- TRY IT -
Copy every line of the records below that holds the word "first".

>>>>>

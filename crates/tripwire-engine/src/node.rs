//! Node behaviour and live node instances
//!
//! A node type is a [`NodeMetadata`] template plus a [`NodeFactory`] that
//! builds its behaviour. The loader turns every persisted descriptor into a
//! [`NodeInstance`]: a private copy of the template's fields and outputs,
//! wired from the descriptor's state, owning a fresh [`WorkflowNode`].

use std::sync::Arc;
use std::time::Duration;

use parking_lot::Mutex;

use crate::descriptor::NodeMetadata;
use crate::error::{FieldValueError, LoadError, Result, SchedulingError, WorkflowError};
use crate::events::{EventBus, EventKey, Listener, TypeCatalog};
use crate::field::{Consumer, Field, Producer};
use crate::scheduler::{Scheduler, TaskHandle, TaskRegistry};
use crate::types::{NodeEntry, NodeState};
use crate::walk::{Walk, Walker};
use crate::workers::WorkerPool;

/// Behaviour of a node type
///
/// All hooks receive the instance they belong to, so one behaviour value can
/// read its own wired fields and outputs.
pub trait WorkflowNode: Send + Sync {
    /// Called once after the whole graph is wired; subscribe and schedule here
    fn init(&self, node: &NodeInstance, runtime: &mut NodeRuntime<'_>) -> Result<()> {
        let _ = (node, runtime);
        Ok(())
    }

    /// Called when the graph is replaced or cleared
    ///
    /// Listeners and tasks registered through the runtime are dropped by the
    /// engine afterwards; this hook is for anything held elsewhere.
    fn unload(&self, node: &NodeInstance, runtime: &mut NodeRuntime<'_>) {
        let _ = (node, runtime);
    }

    /// Run this node as part of a walk; the default continues to the first output
    fn execute(&self, node: &NodeInstance, walk: &mut Walk) -> Result<()> {
        walk.next(node)
    }
}

/// Creates fresh behaviour values for one node type
pub trait NodeFactory: Send + Sync {
    fn create(&self) -> Box<dyn WorkflowNode>;
}

impl<F> NodeFactory for F
where
    F: Fn() -> Box<dyn WorkflowNode> + Send + Sync,
{
    fn create(&self) -> Box<dyn WorkflowNode> {
        self()
    }
}

/// A wired output of a live node
#[derive(Debug, Clone, PartialEq, Eq)]
pub struct Output {
    pub name: String,
    pub description: String,
    /// Downstream node; `None` is terminal
    pub next_id: Option<String>,
}

/// A configured node at a graph position
pub struct NodeInstance {
    id: String,
    metadata: Arc<NodeMetadata>,
    fields: Vec<Field>,
    outputs: Vec<Output>,
    behavior: Box<dyn WorkflowNode>,
}

impl std::fmt::Debug for NodeInstance {
    fn fmt(&self, f: &mut std::fmt::Formatter<'_>) -> std::fmt::Result {
        f.debug_struct("NodeInstance")
            .field("id", &self.id)
            .field("type", &self.metadata.name)
            .field("outputs", &self.outputs)
            .finish_non_exhaustive()
    }
}

impl NodeInstance {
    /// Fresh instance with the template's fields and unwired outputs
    pub fn new(id: impl Into<String>, metadata: Arc<NodeMetadata>, behavior: Box<dyn WorkflowNode>) -> Self {
        let fields = metadata.fields.clone();
        let outputs = metadata
            .outputs
            .iter()
            .map(|spec| Output {
                name: spec.name.clone(),
                description: spec.description.clone(),
                next_id: None,
            })
            .collect();

        Self {
            id: id.into(),
            metadata,
            fields,
            outputs,
            behavior,
        }
    }

    pub fn id(&self) -> &str {
        &self.id
    }

    /// Registered type name
    pub fn node_type(&self) -> &str {
        &self.metadata.name
    }

    pub fn metadata(&self) -> &NodeMetadata {
        &self.metadata
    }

    pub fn inputs(&self) -> u32 {
        self.metadata.inputs
    }

    pub fn behavior(&self) -> &dyn WorkflowNode {
        self.behavior.as_ref()
    }

    pub fn fields(&self) -> &[Field] {
        &self.fields
    }

    pub fn field(&self, name: &str) -> Option<&Field> {
        self.fields.iter().find(|f| f.name() == name)
    }

    fn field_mut(&mut self, name: &str) -> Option<&mut Field> {
        self.fields.iter_mut().find(|f| f.name() == name)
    }

    /// The consumer of a declared field
    pub fn consumer(&self, name: &str) -> std::result::Result<&Consumer, FieldValueError> {
        let field = self.field(name).ok_or_else(|| FieldValueError::UnknownField {
            field: name.to_string(),
        })?;
        field.consumer().ok_or_else(|| FieldValueError::NoConsumer {
            field: name.to_string(),
        })
    }

    /// The producer of a declared field
    pub fn producer(&self, name: &str) -> std::result::Result<&Producer, FieldValueError> {
        let field = self.field(name).ok_or_else(|| FieldValueError::UnknownField {
            field: name.to_string(),
        })?;
        field.producer().ok_or_else(|| FieldValueError::NoProducer {
            field: name.to_string(),
        })
    }

    pub fn outputs(&self) -> &[Output] {
        &self.outputs
    }

    pub fn output(&self, name: &str) -> Option<&Output> {
        self.outputs.iter().find(|o| o.name == name)
    }

    /// Successor through the first declared output
    ///
    /// Fails when the node type declares no outputs at all.
    pub fn next_id(&self) -> Result<Option<&str>> {
        let first = self.outputs.first().ok_or_else(|| WorkflowError::NoOutputs {
            node_id: self.id.clone(),
            node_type: self.metadata.name.clone(),
        })?;
        Ok(first.next_id.as_deref())
    }

    /// Wire outputs and fields from a persisted descriptor
    ///
    /// Fails on any output or field the type does not declare, on a required
    /// consumer left without a value, and on a literal that does not parse as
    /// the field's type.
    pub fn configure(&mut self, state: &NodeState) -> std::result::Result<(), LoadError> {
        for (name, next_id) in &state.outputs {
            let node_id = self.id.clone();
            let node_type = self.metadata.name.clone();
            let output = self
                .outputs
                .iter_mut()
                .find(|o| &o.name == name)
                .ok_or_else(|| LoadError::UnknownOutput {
                    node_id,
                    node_type,
                    output: name.clone(),
                })?;
            output.next_id = next_id.clone().filter(|id| !id.is_empty());
        }

        for (name, binding) in &state.fields {
            let node_id = self.id.clone();
            let node_type = self.metadata.name.clone();
            let field = self.field_mut(name).ok_or_else(|| LoadError::UnknownField {
                node_id: node_id.clone(),
                node_type,
                field: name.clone(),
            })?;

            if let Some(value) = &binding.consumer {
                let consumer = field.consumer_mut().ok_or_else(|| LoadError::InvalidFieldValue {
                    node_id: node_id.clone(),
                    source: FieldValueError::NoConsumer { field: name.clone() },
                })?;
                consumer.set_value(Some(value.clone()));
            }

            if let Some(variable_name) = &binding.producer {
                let producer = field.producer_mut().ok_or_else(|| LoadError::InvalidFieldValue {
                    node_id: node_id.clone(),
                    source: FieldValueError::NoProducer { field: name.clone() },
                })?;
                producer.set_variable_name(variable_name.clone());
            }
        }

        for field in &self.fields {
            let Some(consumer) = field.consumer() else {
                continue;
            };
            if consumer.is_required() && !consumer.is_bound() {
                return Err(LoadError::MissingRequiredField {
                    node_id: self.id.clone(),
                    node_type: self.metadata.name.clone(),
                    field: field.name().to_string(),
                });
            }
            consumer.validate().map_err(|source| LoadError::InvalidFieldValue {
                node_id: self.id.clone(),
                source,
            })?;
        }

        log::debug!("Node wired: {:?}", self);
        Ok(())
    }

    /// Build an unconfigured copy of `entry`'s type and wire it
    pub fn from_entry(
        entry: &NodeEntry,
        metadata: Arc<NodeMetadata>,
        behavior: Box<dyn WorkflowNode>,
    ) -> std::result::Result<Self, LoadError> {
        let mut node = Self::new(entry.id.clone(), metadata, behavior);
        node.configure(&entry.state)?;
        Ok(node)
    }
}

/// What a node may touch during `init` and `unload`
///
/// Listeners and tasks registered here belong to the graph being built and
/// are dropped together with it.
pub struct NodeRuntime<'a> {
    pub(crate) events: &'a mut EventBus,
    pub(crate) tasks: &'a Mutex<TaskRegistry>,
    pub(crate) walker: Walker,
    pub(crate) scheduler: &'a Scheduler,
    pub(crate) workers: &'a WorkerPool,
    pub(crate) catalog: &'a TypeCatalog,
}

impl NodeRuntime<'_> {
    /// Subscribe to an event key
    pub fn on(&mut self, key: EventKey, listener: Listener) -> Listener {
        self.events.on(key, listener)
    }

    pub fn remove(&mut self, key: &EventKey, listener: &Listener) -> bool {
        self.events.remove(key, listener)
    }

    /// Run `task` once after `delay`; tracked with the graph
    pub fn schedule_once<F>(&mut self, delay: Duration, task: F) -> TaskHandle
    where
        F: FnOnce() -> Result<()> + Send + 'static,
    {
        let handle = self.scheduler.schedule_once(delay, task);
        self.tasks.lock().track(handle.clone());
        handle
    }

    /// Run `task` every `period`; tracked with the graph
    pub fn schedule_at_fixed_rate<F>(
        &mut self,
        initial_delay: Duration,
        period: Duration,
        task: F,
    ) -> std::result::Result<TaskHandle, SchedulingError>
    where
        F: FnMut() -> Result<()> + Send + 'static,
    {
        let handle = self.scheduler.schedule_at_fixed_rate(initial_delay, period, task)?;
        self.tasks.lock().track(handle.clone());
        Ok(handle)
    }

    /// Run `task` repeatedly with `delay` between runs; tracked with the graph
    pub fn schedule_with_fixed_delay<F>(
        &mut self,
        initial_delay: Duration,
        delay: Duration,
        task: F,
    ) -> std::result::Result<TaskHandle, SchedulingError>
    where
        F: FnMut() -> Result<()> + Send + 'static,
    {
        let handle = self.scheduler.schedule_with_fixed_delay(initial_delay, delay, task)?;
        self.tasks.lock().track(handle.clone());
        Ok(handle)
    }

    /// Starts walks on the graph being built
    pub fn walker(&self) -> &Walker {
        &self.walker
    }

    pub fn workers(&self) -> &WorkerPool {
        self.workers
    }

    pub fn catalog(&self) -> &TypeCatalog {
        self.catalog
    }
}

<<<<<

- YOUR RESPONSE -
    /// Run this node as part of a walk; the default continues to the first output
    /// Successor through the first declared output
        let first = self.outputs.first().ok_or_else(|| WorkflowError::NoOutputs {
        Ok(first.next_id.as_deref())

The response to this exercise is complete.